Aim of the exercise - From the entries that follow, list every line in which the string "storage" appears.

(Data items)
···

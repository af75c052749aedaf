use tensorport_core::{DataFormat, Device, IOName, Result, ShapeMap, Tensor};
use tokio::sync::oneshot;

/// One output the caller wants back, and where.
#[derive(Clone, Debug)]
pub struct OutputRequest {
    pub name: IOName,
    pub device: Device,
    pub format: Option<DataFormat>,
}

impl OutputRequest {
    pub fn host(name: impl Into<String>) -> Self {
        Self {
            name: IOName(name.into()),
            device: Device::Cpu,
            format: None,
        }
    }
}

#[derive(Debug)]
pub struct InferenceRequest {
    pub shapes: ShapeMap,
    pub inputs: Vec<(IOName, Tensor)>,
    /// Empty means every model output, on the host.
    pub outputs: Vec<OutputRequest>,
    pub enqueued_at: std::time::Instant,
    pub resp_tx: oneshot::Sender<Result<InferenceResponse>>,
}

#[derive(Debug)]
pub struct InferenceResponse {
    pub outputs: Vec<(IOName, Tensor)>,
    pub timings: Timings,
}

#[derive(Debug, Default, Clone, Copy)]
pub struct Timings {
    pub queued_us: u64,
    pub backend_us: u64,
}
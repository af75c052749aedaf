use std::fmt;
use std::sync::Arc;

use bytes::Bytes;
use parking_lot::{RwLock, RwLockReadGuard, RwLockWriteGuard};
use smallvec::SmallVec;

use crate::{Result, SessionError};

#[derive(Clone, Debug, PartialEq, Eq, Hash)]
pub enum Device {
    Cpu,
    Cuda { device_id: u32 },
}

impl Device {
    /// Host devices can alias pool storage directly; everything else gets a copy.
    pub fn is_host(&self) -> bool {
        matches!(self, Device::Cpu)
    }
}

impl fmt::Display for Device {
    fn fmt(&self, f: &mut fmt::Formatter<'_>) -> fmt::Result {
        match self {
            Device::Cpu => f.write_str("cpu"),
            Device::Cuda { device_id } => write!(f, "cuda:{device_id}"),
        }
    }
}

#[derive(Clone, Copy, Debug, PartialEq, Eq, Hash)]
pub enum DType {
    F32,
    F16,
    I64,
    I32,
    U8,
}

impl DType {
    pub fn size_bytes(self) -> usize {
        match self {
            DType::F32 | DType::I32 => 4,
            DType::F16 => 2,
            DType::I64 => 8,
            DType::U8 => 1,
        }
    }
}

impl fmt::Display for DType {
    fn fmt(&self, f: &mut fmt::Formatter<'_>) -> fmt::Result {
        let s = match self {
            DType::F32 => "f32",
            DType::F16 => "f16",
            DType::I64 => "i64",
            DType::I32 => "i32",
            DType::U8 => "u8",
        };
        f.write_str(s)
    }
}

/// Memory layout tag, derived from rank unless a caller asks for something else.
#[derive(Clone, Copy, Debug, Default, PartialEq, Eq, Hash)]
pub enum DataFormat {
    N,
    NC,
    NCL,
    NCHW,
    NCDHW,
    #[default]
    Auto,
}

impl DataFormat {
    pub fn from_rank(rank: usize) -> Self {
        match rank {
            1 => DataFormat::N,
            2 => DataFormat::NC,
            3 => DataFormat::NCL,
            4 => DataFormat::NCHW,
            5 => DataFormat::NCDHW,
            _ => DataFormat::Auto,
        }
    }
}

#[derive(Clone, Debug, Default, PartialEq, Eq, Hash)]
pub struct Shape(pub SmallVec<[usize; 6]>);

impl Shape {
    pub fn from_slice(d: &[usize]) -> Self {
        Self(d.iter().copied().collect())
    }
    pub fn rank(&self) -> usize {
        self.0.len()
    }
    /// Element count. A rank-0 shape is a scalar and holds one element.
    ///
    /// Saturates at `usize::MAX`, so an overflowing shape never fits anywhere.
    pub fn numel(&self) -> usize {
        self.checked_numel().unwrap_or(usize::MAX)
    }
    pub fn checked_numel(&self) -> Option<usize> {
        self.0.iter().try_fold(1usize, |acc, d| acc.checked_mul(*d))
    }
    pub fn dims(&self) -> &[usize] {
        &self.0
    }
    pub fn batch(&self) -> Option<usize> {
        self.0.first().copied()
    }
    pub fn with_batch(mut self, batch: usize) -> Self {
        if let Some(first) = self.0.first_mut() {
            *first = batch;
        }
        self
    }
}

impl From<Vec<usize>> for Shape {
    fn from(dims: Vec<usize>) -> Self {
        Self(dims.into_iter().collect())
    }
}

impl From<&[usize]> for Shape {
    fn from(dims: &[usize]) -> Self {
        Self::from_slice(dims)
    }
}

impl<const N: usize> From<[usize; N]> for Shape {
    fn from(dims: [usize; N]) -> Self {
        Self::from_slice(&dims)
    }
}

impl fmt::Display for Shape {
    fn fmt(&self, f: &mut fmt::Formatter<'_>) -> fmt::Result {
        f.write_str("[")?;
        for (i, d) in self.0.iter().enumerate() {
            if i > 0 {
                f.write_str(", ")?;
            }
            write!(f, "{d}")?;
        }
        f.write_str("]")
    }
}

#[derive(Clone, Debug, PartialEq, Eq)]
pub struct TensorDesc {
    pub dtype: DType,
    pub shape: Shape,
    pub format: DataFormat,
}

impl TensorDesc {
    pub fn new(dtype: DType, shape: Shape) -> Self {
        let format = DataFormat::from_rank(shape.rank());
        Self {
            dtype,
            shape,
            format,
        }
    }

    /// Saturates like [`Shape::numel`].
    pub fn byte_len(&self) -> usize {
        self.checked_byte_len().unwrap_or(usize::MAX)
    }

    /// `None` when the byte count does not fit in `usize`.
    pub fn checked_byte_len(&self) -> Option<usize> {
        self.shape
            .checked_numel()?
            .checked_mul(self.dtype.size_bytes())
    }
}

/// Device storage shared between a max tensor and the views built on it.
///
/// Cloning a `Buffer` aliases the same allocation; use [`Buffer::copy_into`]
/// to move bytes between two distinct allocations.
#[derive(Clone, Debug)]
pub struct Buffer {
    device: Device,
    data: Arc<RwLock<Vec<u8>>>,
}

impl Buffer {
    pub fn alloc(device: Device, byte_len: usize) -> Self {
        Self {
            device,
            data: Arc::new(RwLock::new(vec![0u8; byte_len])),
        }
    }

    pub fn from_bytes(device: Device, bytes: &[u8]) -> Self {
        Self {
            device,
            data: Arc::new(RwLock::new(bytes.to_vec())),
        }
    }

    pub fn device(&self) -> &Device {
        &self.device
    }

    pub fn capacity(&self) -> usize {
        self.data.read().len()
    }

    /// Stable address of the allocation, used to tell aliases from copies.
    pub fn addr(&self) -> usize {
        Arc::as_ptr(&self.data) as *const () as usize
    }

    pub fn ptr_eq(&self, other: &Buffer) -> bool {
        Arc::ptr_eq(&self.data, &other.data)
    }

    pub fn read(&self) -> RwLockReadGuard<'_, Vec<u8>> {
        self.data.read()
    }

    pub fn write(&self) -> RwLockWriteGuard<'_, Vec<u8>> {
        self.data.write()
    }

    /// Copies the first `byte_len` bytes into `dst`. Both buffers must hold at least that much.
    pub fn copy_into(&self, dst: &Buffer, byte_len: usize) -> Result<()> {
        if self.ptr_eq(dst) {
            return Ok(());
        }
        let src = self.read();
        let mut out = dst.write();
        if src.len() < byte_len || out.len() < byte_len {
            return Err(SessionError::InvalidArgument(format!(
                "copy of {byte_len} bytes from {} to {} overruns a buffer ({} / {} bytes)",
                self.device,
                dst.device,
                src.len(),
                out.len()
            )));
        }
        out[..byte_len].copy_from_slice(&src[..byte_len]);
        Ok(())
    }
}

/// A named tensor: a descriptor plus (optionally) storage.
///
/// A tensor without a buffer is deferred: its slot has no known bound yet.
/// The descriptor may describe fewer bytes than the buffer holds, which is
/// how current tensors shrink within a max tensor's allocation.
#[derive(Clone, Debug)]
pub struct Tensor {
    name: String,
    desc: TensorDesc,
    buffer: Option<Buffer>,
}

impl Tensor {
    pub fn deferred(name: impl Into<String>, dtype: DType) -> Self {
        Self {
            name: name.into(),
            desc: TensorDesc::new(dtype, Shape::default()),
            buffer: None,
        }
    }

    pub fn allocate(name: impl Into<String>, desc: TensorDesc, device: Device) -> Self {
        let buffer = Buffer::alloc(device, desc.byte_len());
        Self {
            name: name.into(),
            desc,
            buffer: Some(buffer),
        }
    }

    /// A tensor over `buffer` without copying. The caller is responsible for
    /// `desc` fitting inside the buffer; binding checks it.
    pub fn view(name: impl Into<String>, desc: TensorDesc, buffer: &Buffer) -> Self {
        Self {
            name: name.into(),
            desc,
            buffer: Some(buffer.clone()),
        }
    }

    pub fn from_cpu_bytes(dtype: DType, shape: Shape, bytes: Bytes) -> Self {
        Self {
            name: String::new(),
            desc: TensorDesc::new(dtype, shape),
            buffer: Some(Buffer::from_bytes(Device::Cpu, &bytes)),
        }
    }

    pub fn from_f32(name: impl Into<String>, shape: Shape, data: &[f32]) -> Self {
        let mut tensor = Self::from_cpu_bytes(DType::F32, shape, f32_to_bytes(data));
        tensor.name = name.into();
        tensor
    }

    pub fn with_name(mut self, name: impl Into<String>) -> Self {
        self.name = name.into();
        self
    }

    pub fn name(&self) -> &str {
        &self.name
    }

    pub fn desc(&self) -> &TensorDesc {
        &self.desc
    }

    pub fn shape(&self) -> &Shape {
        &self.desc.shape
    }

    pub fn dtype(&self) -> DType {
        self.desc.dtype
    }

    pub fn buffer(&self) -> Option<&Buffer> {
        self.buffer.as_ref()
    }

    pub fn device(&self) -> Option<&Device> {
        self.buffer.as_ref().map(Buffer::device)
    }

    pub fn is_allocated(&self) -> bool {
        self.buffer.is_some()
    }

    /// Bytes needed by the current logical shape.
    pub fn byte_len(&self) -> usize {
        self.desc.byte_len()
    }

    /// Bytes actually allocated, zero when deferred.
    pub fn capacity(&self) -> usize {
        self.buffer.as_ref().map_or(0, Buffer::capacity)
    }

    pub fn fits(&self, desc: &TensorDesc) -> bool {
        self.is_allocated() && desc.byte_len() <= self.capacity()
    }

    /// Rewrites the descriptor in place without touching storage.
    pub fn set_desc(&mut self, desc: TensorDesc) {
        self.desc = desc;
    }

    pub fn set_shape(&mut self, shape: Shape) {
        self.desc.format = DataFormat::from_rank(shape.rank());
        self.desc.shape = shape;
    }

    pub fn set_buffer(&mut self, buffer: Buffer) {
        self.buffer = Some(buffer);
    }

    pub fn release(&mut self) {
        self.buffer = None;
    }

    fn check_capacity(&self) -> Result<&Buffer> {
        let buffer = self.buffer.as_ref().ok_or_else(|| {
            SessionError::InvalidArgument(format!("tensor `{}` has no storage", self.name))
        })?;
        let required = self.byte_len();
        let capacity = buffer.capacity();
        if required > capacity {
            return Err(SessionError::ReshapeMismatch {
                name: self.name.clone(),
                requested: self.desc.shape.clone(),
                required,
                capacity,
            });
        }
        Ok(buffer)
    }

    /// Copies out exactly the bytes covered by the logical shape.
    pub fn to_bytes(&self) -> Result<Bytes> {
        let buffer = self.check_capacity()?;
        let data = buffer.read();
        Ok(Bytes::copy_from_slice(&data[..self.byte_len()]))
    }

    pub fn write_bytes(&self, bytes: &[u8]) -> Result<()> {
        let buffer = self.check_capacity()?;
        if bytes.len() != self.byte_len() {
            return Err(SessionError::InvalidArgument(format!(
                "tensor `{}` expects {} bytes for shape {}, got {}",
                self.name,
                self.byte_len(),
                self.desc.shape,
                bytes.len()
            )));
        }
        buffer.write()[..bytes.len()].copy_from_slice(bytes);
        Ok(())
    }

    pub fn to_f32_vec(&self) -> Result<Vec<f32>> {
        if self.dtype() != DType::F32 {
            return Err(SessionError::InvalidArgument(format!(
                "tensor `{}` is {}, not f32",
                self.name,
                self.dtype()
            )));
        }
        Ok(bytes_to_f32(&self.to_bytes()?))
    }
}

pub fn f32_to_bytes(data: &[f32]) -> Bytes {
    let mut out = Vec::with_capacity(data.len() * 4);
    for v in data {
        out.extend_from_slice(&v.to_le_bytes());
    }
    Bytes::from(out)
}

pub fn bytes_to_f32(bytes: &[u8]) -> Vec<f32> {
    bytes
        .chunks_exact(4)
        .map(|b| f32::from_le_bytes([b[0], b[1], b[2], b[3]]))
        .collect()
}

···

Written solution -
    /// Host devices can alias pool storage directly; everything else gets a copy.
/// Device storage shared between a max tensor and the views built on it.
/// A named tensor: a descriptor plus (optionally) storage.
    /// Rewrites the descriptor in place without touching storage.
            SessionError::InvalidArgument(format!("tensor `{}` has no storage", self.name))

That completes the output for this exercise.